Para que las epidemias cumplan su ciclo natural, como fue en 1666, es necesario
que todos los que eran vulnerables mueran y sólo sobrevivan quienes adquieran
inmunidad o resistencia.
Sin
embargo, aún se pueden encontrar similitudes entre nuestras últimas semanas de
pandemia y las de la peste de Londres. Después de tanto tiempo de encierro,
después de que tantas personas han muerto, llega un momento en que la gente se
harta y prefiere volver a la normalidad, o se resigna a que “de algo hay que
morir”, o se contagia de un falso optimismo.
Defoe
cuenta la historia de una familia burguesa que había huido de Londres en los
primeros días de la peste; regresó cuando se supo que lo peor había pasado,
sólo para contagiarse y morir en cosa de unos días.

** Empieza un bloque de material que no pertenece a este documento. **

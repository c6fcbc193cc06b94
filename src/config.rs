//! Optional TOML configuration from the platform config directory.
//! Missing or unparsable files fall back to defaults; a bad config is never
//! fatal for a navigator.

use std::fs;

use serde::Deserialize;

#[derive(Default, Deserialize)]
struct RawConfig {
    show_hidden: Option<bool>,
    preview: Option<bool>,
    tick_ms: Option<u64>,
}

#[derive(Clone)]
pub struct Config {
    pub show_hidden: bool,
    pub preview: bool,
    pub tick_ms: u64,
}

impl Default for Config {
    fn default() -> Self {
        Self {
            show_hidden: false,
            preview: true,
            tick_ms: 150,
        }
    }
}

pub fn load_config() -> Config {
    let mut config = Config::default();
    if let Some(mut dir) = dirs::config_dir() {
        dir.push("treeline");
        let path = dir.join("config.toml");
        if let Ok(contents) = fs::read_to_string(&path) {
            match toml::from_str::<RawConfig>(&contents) {
                Ok(raw) => {
                    if let Some(show_hidden) = raw.show_hidden {
                        config.show_hidden = show_hidden;
                    }
                    if let Some(preview) = raw.preview {
                        config.preview = preview;
                    }
                    if let Some(tick_ms) = raw.tick_ms {
                        config.tick_ms = tick_ms.max(16);
                    }
                }
                Err(err) => {
                    tracing::warn!("failed to parse config {}: {err}", path.display());
                }
            }
        }
    }
    config
}

#[cfg(test)]
mod tests {
    use super::*;

    #[test]
    fn defaults_hide_dotfiles_and_show_preview() {
        let config = Config::default();
        assert!(!config.show_hidden);
        assert!(config.preview);
        assert_eq!(config.tick_ms, 150);
    }

    #[test]
    fn partial_config_keeps_defaults_for_missing_fields() {
        let raw: RawConfig = toml::from_str("show_hidden = true").unwrap();
        let mut config = Config::default();
        if let Some(show_hidden) = raw.show_hidden {
            config.show_hidden = show_hidden;
        }
        assert!(config.show_hidden);
        assert!(raw.preview.is_none());
        assert!(raw.tick_ms.is_none());
    }
}
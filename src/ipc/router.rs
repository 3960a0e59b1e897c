use super::handlers;
use super::types::{AppState, Reply, Request};
use crate::ipc::error::err;

pub fn handle_request(state: &mut AppState, req: Request) -> Reply {
    if let Some(resp) = handlers::core::try_handle(state, &req) {
        return Reply::Ready(resp);
    }
    if let Some(resp) = handlers::batches::try_handle(state, &req) {
        return Reply::Ready(resp);
    }
    if let Some(resp) = handlers::students::try_handle(state, &req) {
        return Reply::Ready(resp);
    }
    if let Some(resp) = handlers::attendance::try_handle(state, &req) {
        return Reply::Ready(resp);
    }
    if let Some(reply) = handlers::analytics::try_handle(state, &req) {
        return reply;
    }

    Reply::Ready(err(
        &req.id,
        "not_implemented",
        format!("unknown method: {}", req.method),
        None,
    ))
}
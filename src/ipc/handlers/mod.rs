pub mod analytics;
pub mod attendance;
pub mod batches;
pub mod core;
pub mod students;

Como sucedió cuando nos
atacó la variante ómicron, al relajar las precauciones justo en el momento en
que la curva de contagios y muertes parecía descender, en 1665 se dieron nuevas
oleadas que mataron a muchas más personas de las que habrían muerto si las
medidas de precaución se hubieran mantenido hasta el final.
El temperamento
irreflexivo de nuestro pueblo (si en todo el mundo es igual o no, ya es algo
que no es cuestión mía averiguar, pero el hecho es que lo constaté aquí), es
tal que, del mismo modo en que se producía el primer terror de la epidemia, las
personas se evitaban las unas a las otras, y huían de su casa y de la ciudad
con un miedo injustificado y, a mi parecer, también inútil, ahora que corría el
rumor de que ya no se contraía el mal con tanta facilidad como antes, y que en
caso de contraerse ya no era mortal como lo fue, y al ver las innumerables
personas que habían caído realmente enfermas y que cada día se restablecían,
dieron muestras de un valor tan irreflexivo y se despreocuparon tanto de sí
mismas y de la epidemia que no prestaron más atención a la peste que la que se
presta a una calentura ordinaria, y la verdad es que ni siquiera tanta.
Diario
del año de la peste nos da muchos
ejemplos de prevaricación, egoísmo y estulticia, pero también otros muchos de
solidaridad, ánimos generosos y devoción al prójimo. La crisis puede sacar lo
peor de las personas, pero en ocasiones también permite que florezca lo mejor,
porque es la única forma en la que las comunidades pueden sobrevivir y recuperarse.
Vendrán
más plagas, de eso no hay duda. El cambio climático se encargará de traerlas a
nuestras puertas, según advierten los científicos. Lo peor que podríamos hacer sería regresar a la
normalidad como si nada hubiera pasado, como si esta experiencia hubiera sido
sólo un paréntesis en nuestra rutina cotidiana y no un evento que puso de
cabeza nuestra realidad. Algo tendremos que haber aprendido de esta experiencia
o tanto sufrimiento habrá sido en vano. Como dice Defoe en un momento de su
obra, “Que no se diga que contar esta historia no sirvió de nada”.